ABOUT THIS EXERCISE> Check every line of the following material for the word "Transport", then say how many have it, with no other words.
↓
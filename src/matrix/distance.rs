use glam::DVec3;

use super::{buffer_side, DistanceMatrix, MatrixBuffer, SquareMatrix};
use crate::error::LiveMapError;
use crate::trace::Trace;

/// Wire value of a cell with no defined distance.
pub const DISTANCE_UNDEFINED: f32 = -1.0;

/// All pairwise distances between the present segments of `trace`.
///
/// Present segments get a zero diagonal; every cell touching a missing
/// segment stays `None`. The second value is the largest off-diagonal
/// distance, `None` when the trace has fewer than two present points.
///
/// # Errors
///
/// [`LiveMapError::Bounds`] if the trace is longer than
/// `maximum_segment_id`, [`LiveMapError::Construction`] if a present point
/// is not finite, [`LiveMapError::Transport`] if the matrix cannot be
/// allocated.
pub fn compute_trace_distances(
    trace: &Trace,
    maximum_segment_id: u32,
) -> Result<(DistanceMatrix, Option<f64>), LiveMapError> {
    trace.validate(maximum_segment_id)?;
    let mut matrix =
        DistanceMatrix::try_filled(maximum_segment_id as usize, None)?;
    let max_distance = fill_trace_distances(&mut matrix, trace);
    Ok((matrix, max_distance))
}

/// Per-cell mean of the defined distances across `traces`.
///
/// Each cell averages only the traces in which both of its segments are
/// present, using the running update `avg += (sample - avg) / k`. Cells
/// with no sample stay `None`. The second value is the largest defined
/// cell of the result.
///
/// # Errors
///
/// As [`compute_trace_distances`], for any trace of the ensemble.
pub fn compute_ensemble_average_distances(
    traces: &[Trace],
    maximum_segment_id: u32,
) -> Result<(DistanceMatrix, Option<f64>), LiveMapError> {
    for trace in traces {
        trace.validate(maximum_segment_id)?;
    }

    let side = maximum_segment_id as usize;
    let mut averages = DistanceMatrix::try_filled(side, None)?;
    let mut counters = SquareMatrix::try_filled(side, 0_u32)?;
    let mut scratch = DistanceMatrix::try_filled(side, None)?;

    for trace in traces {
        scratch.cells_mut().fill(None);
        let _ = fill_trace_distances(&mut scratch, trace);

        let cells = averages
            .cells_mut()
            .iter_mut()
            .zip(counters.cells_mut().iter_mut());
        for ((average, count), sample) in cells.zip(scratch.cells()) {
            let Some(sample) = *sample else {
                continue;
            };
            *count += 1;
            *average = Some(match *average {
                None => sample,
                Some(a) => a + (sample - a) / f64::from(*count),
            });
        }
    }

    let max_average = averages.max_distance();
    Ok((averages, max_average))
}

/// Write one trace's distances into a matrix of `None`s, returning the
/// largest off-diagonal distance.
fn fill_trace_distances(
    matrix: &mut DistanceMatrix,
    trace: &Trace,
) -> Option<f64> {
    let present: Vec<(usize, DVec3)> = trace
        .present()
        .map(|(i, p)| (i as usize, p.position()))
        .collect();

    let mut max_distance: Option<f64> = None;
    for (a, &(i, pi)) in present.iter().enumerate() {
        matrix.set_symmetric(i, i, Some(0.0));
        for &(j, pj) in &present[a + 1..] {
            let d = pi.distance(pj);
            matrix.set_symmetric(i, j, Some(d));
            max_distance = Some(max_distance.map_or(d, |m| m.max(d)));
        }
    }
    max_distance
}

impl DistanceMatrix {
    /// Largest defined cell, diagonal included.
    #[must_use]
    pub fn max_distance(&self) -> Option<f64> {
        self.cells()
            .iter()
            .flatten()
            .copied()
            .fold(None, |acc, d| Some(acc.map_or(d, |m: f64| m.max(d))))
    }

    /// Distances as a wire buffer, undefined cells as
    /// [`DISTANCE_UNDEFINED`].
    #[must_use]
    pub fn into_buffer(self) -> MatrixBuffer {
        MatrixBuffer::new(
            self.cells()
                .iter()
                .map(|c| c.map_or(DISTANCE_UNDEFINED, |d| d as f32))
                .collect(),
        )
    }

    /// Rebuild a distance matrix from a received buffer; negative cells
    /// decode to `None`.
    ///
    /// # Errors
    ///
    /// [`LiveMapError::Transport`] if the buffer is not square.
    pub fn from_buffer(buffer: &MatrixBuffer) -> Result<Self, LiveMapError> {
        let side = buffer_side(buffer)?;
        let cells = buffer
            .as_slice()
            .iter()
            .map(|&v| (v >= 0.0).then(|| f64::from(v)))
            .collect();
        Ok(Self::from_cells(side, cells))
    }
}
↑
SOLUTION TO THIS TASK> 2